Palabras clave: Monitoreo, SIMAC, enfermedades coralinas, blanqueamiento, arrecifes coralinos, Caribe colombiano.

During the last three decades coral reefs have suffered extensive loss of living tissue mainly due to coral bleaching (Glynn 1993, Wilkinson 2000, Richard & Precht 2001, Aronson et al. 2002, Rosenberg & Ben-Haim 2002) and coral diseases (Peters 1997, Santavy & Peters 1997, Goreau et al. 1998, Green & Bruckner 2000, Sutherland et al. 2004). Disease is defined as "An interruption, cessation, or disorder of body function, system, or organ" (Stedman 2000). Since 1973 when the first coral disease was documented by Antonious, the numbers of illnesses that affect corals have increased rapidly, affecting reefs and reducing living tissue in these ecosystems throughout the world (Green & Bruckner 2000, Rosenberg & Ben-Haim 2002, Sutherland et al. 2004). Usually, these affections cause the death of coral tissue, but their etiology is poorly understood, and the pathogenic agent responsible for most diseases are still unknown (Green & Bruckner 2000, Rosenberg & Ben-Haim 2002, Sutherland et al. 2004). Some of the most commonly observed diseases that affect Caribbean stony corals are Black Band Disease (BBD), White Band Disease (WBD), White Plague (WPD), Dark Spots Disease (DSD), Yellow Band Disease (YBD), and White Pox (WPx) (Richardson et al. 1997, 1998b, Gil-Agudelo & Garzón-Ferreira 2001, Patterson et al. 2002, Gil-Agudelo et al. 2004, Borger 2005).

Coral bleaching is defined as the loss of symbiotic algae and/or their photosynthetic pigments by coral polyps and has been frequently associated with drastic changes in the physicochemical conditions of the water (temperature, salinity, transparency, among others), extreme low tides and diseases (Brown 1997, Banin et al. 2000, Rosenberg & Ben-Haim 2002, Sutherland et al. 2004). In most cases, if after several weeks or months the process responsible for bleaching is not reversed, the coral will die mainly because part of the nutrients used by corals are derived from their symbiotic relation with zooxanthellae (Glynn 1993, Rosenberg & Ben-Haim 2002, Sutherland et al. 2004). In cases where bleaching has not caused coral mortality, a decrease in the reproductive capability of corals, and disruption of the normal coral development has been observed (Rosenberg & Ben-Haim 2002). Extensive damage to reefs due to bleaching events has been documented in places such as in Indonesia (1983), Thailand (1991 and 1995), French Polynesia (1991 and 1994), and the Great Caribbean (1998) (Brown 1997, Aronson et al. 2002). In Colombia, massive corals deaths due to bleaching were documented by Prahl in Gorgona Island (1983 and 1985) and Vargas-Angel et al. (2001).
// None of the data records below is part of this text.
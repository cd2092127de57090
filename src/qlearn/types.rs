use std::fmt;

use serde::{Deserialize, Serialize};

pub type Difficulty = u8;

#[derive(Debug, Clone, PartialEq, Eq, PartialOrd, Ord, Hash, Serialize, Deserialize)]
#[serde(from = "String", into = "String")]
pub enum ExerciseType {
    Listening,
    Writing,
    SpeakingWord,
    SpeakingSentence,
    /// Generic allow-list tag satisfied by either speaking variant.
    Speaking,
    Other(String),
}

impl ExerciseType {
    pub fn parse(s: &str) -> Self {
        match s {
            "listening" => Self::Listening,
            "writing" => Self::Writing,
            "speaking_word" => Self::SpeakingWord,
            "speaking_sentence" => Self::SpeakingSentence,
            "speaking" => Self::Speaking,
            other => Self::Other(other.to_string()),
        }
    }

    pub fn as_str(&self) -> &str {
        match self {
            Self::Listening => "listening",
            Self::Writing => "writing",
            Self::SpeakingWord => "speaking_word",
            Self::SpeakingSentence => "speaking_sentence",
            Self::Speaking => "speaking",
            Self::Other(tag) => tag.as_str(),
        }
    }

    pub fn is_speaking(&self) -> bool {
        matches!(self, Self::SpeakingWord | Self::SpeakingSentence)
    }
}

impl From<String> for ExerciseType {
    fn from(value: String) -> Self {
        Self::parse(&value)
    }
}

impl From<ExerciseType> for String {
    fn from(value: ExerciseType) -> Self {
        value.as_str().to_string()
    }
}

impl fmt::Display for ExerciseType {
    fn fmt(&self, f: &mut fmt::Formatter<'_>) -> fmt::Result {
        f.write_str(self.as_str())
    }
}

#[derive(Debug, Clone, Serialize)]
#[serde(rename_all = "camelCase")]
pub struct LevelSpec {
    pub level: Difficulty,
    pub description: String,
    pub exercise_types: Vec<ExerciseType>,
}

impl LevelSpec {
    fn new(level: Difficulty, description: &str, exercise_types: Vec<ExerciseType>) -> Self {
        Self {
            level,
            description: description.to_string(),
            exercise_types,
        }
    }

    /// Speaking variants also match a generic `speaking` entry.
    pub fn allows(&self, exercise_type: &ExerciseType) -> bool {
        self.exercise_types.contains(exercise_type)
            || (exercise_type.is_speaking()
                && self.exercise_types.contains(&ExerciseType::Speaking))
    }
}

/// Ordered, contiguous set of difficulty levels.
#[derive(Debug, Clone, Serialize)]
pub struct LevelCatalog {
    levels: Vec<LevelSpec>,
}

impl LevelCatalog {
    pub fn levels(&self) -> &[LevelSpec] {
        &self.levels
    }

    /// Also the width of every value vector.
    pub fn level_count(&self) -> usize {
        self.levels.len()
    }

    pub fn min_level(&self) -> Difficulty {
        self.levels.first().map(|l| l.level).unwrap_or(1)
    }

    pub fn max_level(&self) -> Difficulty {
        self.levels.last().map(|l| l.level).unwrap_or(1)
    }

    pub fn get(&self, level: Difficulty) -> Option<&LevelSpec> {
        self.levels.iter().find(|l| l.level == level)
    }

    pub fn contains(&self, level: i64) -> bool {
        level >= i64::from(self.min_level()) && level <= i64::from(self.max_level())
    }

    pub fn clamp(&self, level: i64) -> Difficulty {
        level.clamp(i64::from(self.min_level()), i64::from(self.max_level())) as Difficulty
    }

    /// Vector slot holding the value of moving into `level`.
    pub fn slot(&self, level: Difficulty) -> usize {
        usize::from(level.saturating_sub(self.min_level()))
    }

    pub fn allowed_types(&self, level: Difficulty) -> &[ExerciseType] {
        self.get(level)
            .map(|l| l.exercise_types.as_slice())
            .unwrap_or(&[])
    }
}

impl Default for LevelCatalog {
    fn default() -> Self {
        use ExerciseType::*;

        Self {
            levels: vec![
                LevelSpec::new(
                    1,
                    "Single words with audio and native-language support",
                    vec![SpeakingWord, Listening, Writing],
                ),
                LevelSpec::new(
                    2,
                    "2-word phrases with images",
                    vec![SpeakingWord, Listening, Writing],
                ),
                LevelSpec::new(3, "Simple sentences", vec![SpeakingSentence, Listening, Writing]),
                LevelSpec::new(
                    4,
                    "Questions & answers",
                    vec![SpeakingSentence, Listening, Writing],
                ),
                LevelSpec::new(
                    5,
                    "Short conversations",
                    vec![SpeakingSentence, Listening, Writing],
                ),
            ],
        }
    }
}

/// (learner, difficulty, exercise type) key of the value table.
#[derive(Debug, Clone, PartialEq, Eq, PartialOrd, Ord, Hash)]
pub struct StateKey {
    pub learner_id: String,
    pub difficulty: Difficulty,
    pub exercise_type: ExerciseType,
}

impl StateKey {
    pub fn new(
        learner_id: impl Into<String>,
        difficulty: Difficulty,
        exercise_type: ExerciseType,
    ) -> Self {
        Self {
            learner_id: learner_id.into(),
            difficulty,
            exercise_type,
        }
    }

    /// Parses `<learner>-<difficulty>-<type>` from the right so learner ids may contain `-`.
    pub fn parse(raw: &str) -> Option<Self> {
        let mut parts = raw.rsplitn(3, '-');
        let exercise_type = parts.next().filter(|s| !s.is_empty())?;
        let difficulty = parts.next()?.parse::<Difficulty>().ok()?;
        let learner_id = parts.next().filter(|s| !s.is_empty())?;

        Some(Self::new(learner_id, difficulty, ExerciseType::parse(exercise_type)))
    }
}

impl fmt::Display for StateKey {
    fn fmt(&self, f: &mut fmt::Formatter<'_>) -> fmt::Result {
        write!(f, "{}-{}-{}", self.learner_id, self.difficulty, self.exercise_type)
    }
}

#[derive(Debug, Clone, PartialEq, Eq)]
pub struct Selection {
    pub difficulty: Difficulty,
    pub exercise_type: ExerciseType,
    pub source: SelectionSource,
}

#[derive(Debug, Clone, Copy, PartialEq, Eq, Serialize)]
#[serde(rename_all = "lowercase")]
pub enum SelectionSource {
    Forced,
    Explore,
    Exploit,
}

impl SelectionSource {
    pub fn as_str(&self) -> &'static str {
        match self {
            Self::Forced => "forced",
            Self::Explore => "explore",
            Self::Exploit => "exploit",
        }
    }
}
use std::path::PathBuf;

use tracing_appender::non_blocking::WorkerGuard;
use tracing_appender::rolling::{RollingFileAppender, Rotation};
use tracing_subscriber::{fmt, layer::SubscriberExt, util::SubscriberInitExt, EnvFilter};

const LOG_FILE_PREFIX: &str = "adaptive-selector.log";

/// Keeps the non-blocking file writer alive; dropping it flushes pending lines.
pub struct FileLogGuard {
    _guard: WorkerGuard,
}

#[derive(Debug, Clone)]
pub struct LogSettings {
    pub filter: String,
    /// Daily rolling file output when set.
    pub file_dir: Option<PathBuf>,
}

impl LogSettings {
    pub fn from_env(filter: &str) -> Self {
        let file_enabled = std::env::var("ENABLE_FILE_LOGS")
            .map(|v| v == "true" || v == "1")
            .unwrap_or(false);

        let file_dir = file_enabled.then(|| {
            std::env::var("LOG_DIR")
                .ok()
                .filter(|v| !v.trim().is_empty())
                .map(PathBuf::from)
                .unwrap_or_else(|| PathBuf::from("./logs"))
        });

        Self {
            filter: filter.to_string(),
            file_dir,
        }
    }
}

pub fn init_tracing(settings: &LogSettings) -> Option<FileLogGuard> {
    let env_filter =
        EnvFilter::try_new(&settings.filter).unwrap_or_else(|_| EnvFilter::new("info"));
    let stdout_layer = fmt::layer().with_target(true);

    let file_output = settings.file_dir.as_ref().and_then(|dir| {
        match std::fs::create_dir_all(dir) {
            Ok(()) => Some(RollingFileAppender::new(Rotation::DAILY, dir, LOG_FILE_PREFIX)),
            Err(err) => {
                // the subscriber is not installed yet
                eprintln!("failed to create log directory {}: {err}", dir.display());
                None
            }
        }
    });

    let Some(appender) = file_output else {
        tracing_subscriber::registry()
            .with(env_filter)
            .with(stdout_layer)
            .init();
        return None;
    };

    let (file_writer, guard) = tracing_appender::non_blocking(appender);
    let file_layer = fmt::layer()
        .with_writer(file_writer)
        .with_ansi(false)
        .with_target(true);

    tracing_subscriber::registry()
        .with(env_filter)
        .with(stdout_layer)
        .with(file_layer)
        .init();

    Some(FileLogGuard { _guard: guard })
}
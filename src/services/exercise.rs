use crate::qlearn::reward::{apply_sentence_floor, ratchet_difficulty, shape_reward};
use crate::qlearn::{AdaptiveSelector, Difficulty, ExerciseType, SelectionSource, SelectorError};

#[derive(Debug, Clone)]
pub struct NextExerciseInput {
    pub learner_id: String,
    pub last_correct: bool,
    pub current_difficulty: i64,
    pub force_exercise_type: Option<ExerciseType>,
    pub questions_completed: u32,
}

#[derive(Debug, Clone, PartialEq)]
pub struct NextExercise {
    pub difficulty: Difficulty,
    pub exercise_type: ExerciseType,
    pub source: SelectionSource,
}

#[derive(Debug, Clone)]
pub struct SubmitAnswerInput {
    pub learner_id: String,
    pub difficulty: i64,
    pub exercise_type: ExerciseType,
    pub is_correct: bool,
    pub streak: u32,
}

#[derive(Debug, Clone, PartialEq)]
pub struct AnswerOutcome {
    /// Ratchet result; not derived from the value table.
    pub new_difficulty: Difficulty,
    pub reward: f64,
    pub value: f64,
}

pub fn next_exercise(
    selector: &AdaptiveSelector,
    input: &NextExerciseInput,
) -> Result<NextExercise, SelectorError> {
    let selection = selector.select_next(
        &input.learner_id,
        input.last_correct,
        input.current_difficulty,
        input.force_exercise_type.as_ref(),
    )?;

    let difficulty = apply_sentence_floor(
        &selector.config().ratchet,
        selection.difficulty,
        &selection.exercise_type,
        input.questions_completed,
    );

    tracing::debug!(
        learner_id = %input.learner_id,
        difficulty,
        exercise_type = %selection.exercise_type,
        source = selection.source.as_str(),
        "next exercise selected"
    );

    Ok(NextExercise {
        difficulty,
        exercise_type: selection.exercise_type,
        source: selection.source,
    })
}

pub fn submit_answer(
    selector: &AdaptiveSelector,
    input: &SubmitAnswerInput,
) -> Result<AnswerOutcome, SelectorError> {
    let catalog = selector.catalog();
    if !catalog.contains(input.difficulty) {
        return Err(SelectorError::UnknownDifficulty(input.difficulty));
    }
    let difficulty = catalog.clamp(input.difficulty);
    let config = selector.config();

    let reward = shape_reward(&config.reward, input.is_correct, difficulty, &input.exercise_type);
    let value = selector.record_outcome(
        &input.learner_id,
        input.difficulty,
        &input.exercise_type,
        reward,
    )?;
    let new_difficulty = ratchet_difficulty(
        &config.ratchet,
        catalog,
        difficulty,
        input.is_correct,
        input.streak,
    );

    tracing::info!(
        learner_id = %input.learner_id,
        difficulty,
        new_difficulty,
        is_correct = input.is_correct,
        reward,
        "answer recorded"
    );

    Ok(AnswerOutcome {
        new_difficulty,
        reward,
        value,
    })
}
Although the importance of coral diseases and bleaching for Colombian Caribbean reefs are well recognized, studies have been restricted to only document their occurrence. Bleaching events have been reported for Santa Marta (Zea & Duque-Tobón 1989, CARICOMP 1997, Pinzón et al. 1998, Rodríguez-Ramírez & Garzón Ferreira 2003), Portete Bay (Solano 1994), and Rosario Islands (Navas-Suarez & Moreno-Forero 1993, Solano et al. 1993, Garzón-Ferreira & Kielman 1994). Other coral diseases reported for Colombian reefs include the disease occurrence documentation, host species determination, and their distribution (Garzón-Ferreira et al. 1996, Barrios 2000, Garzón-Ferreira et al. 2001, Weil et al. 2002). Only for the DSD case there are some detailed occurrence studies, development, and identification of the pathogen been carried out (Garcés 2000, Gil-Agudelo & Garzón-Ferreira 2001, Gil-Agudelo et al. 2004).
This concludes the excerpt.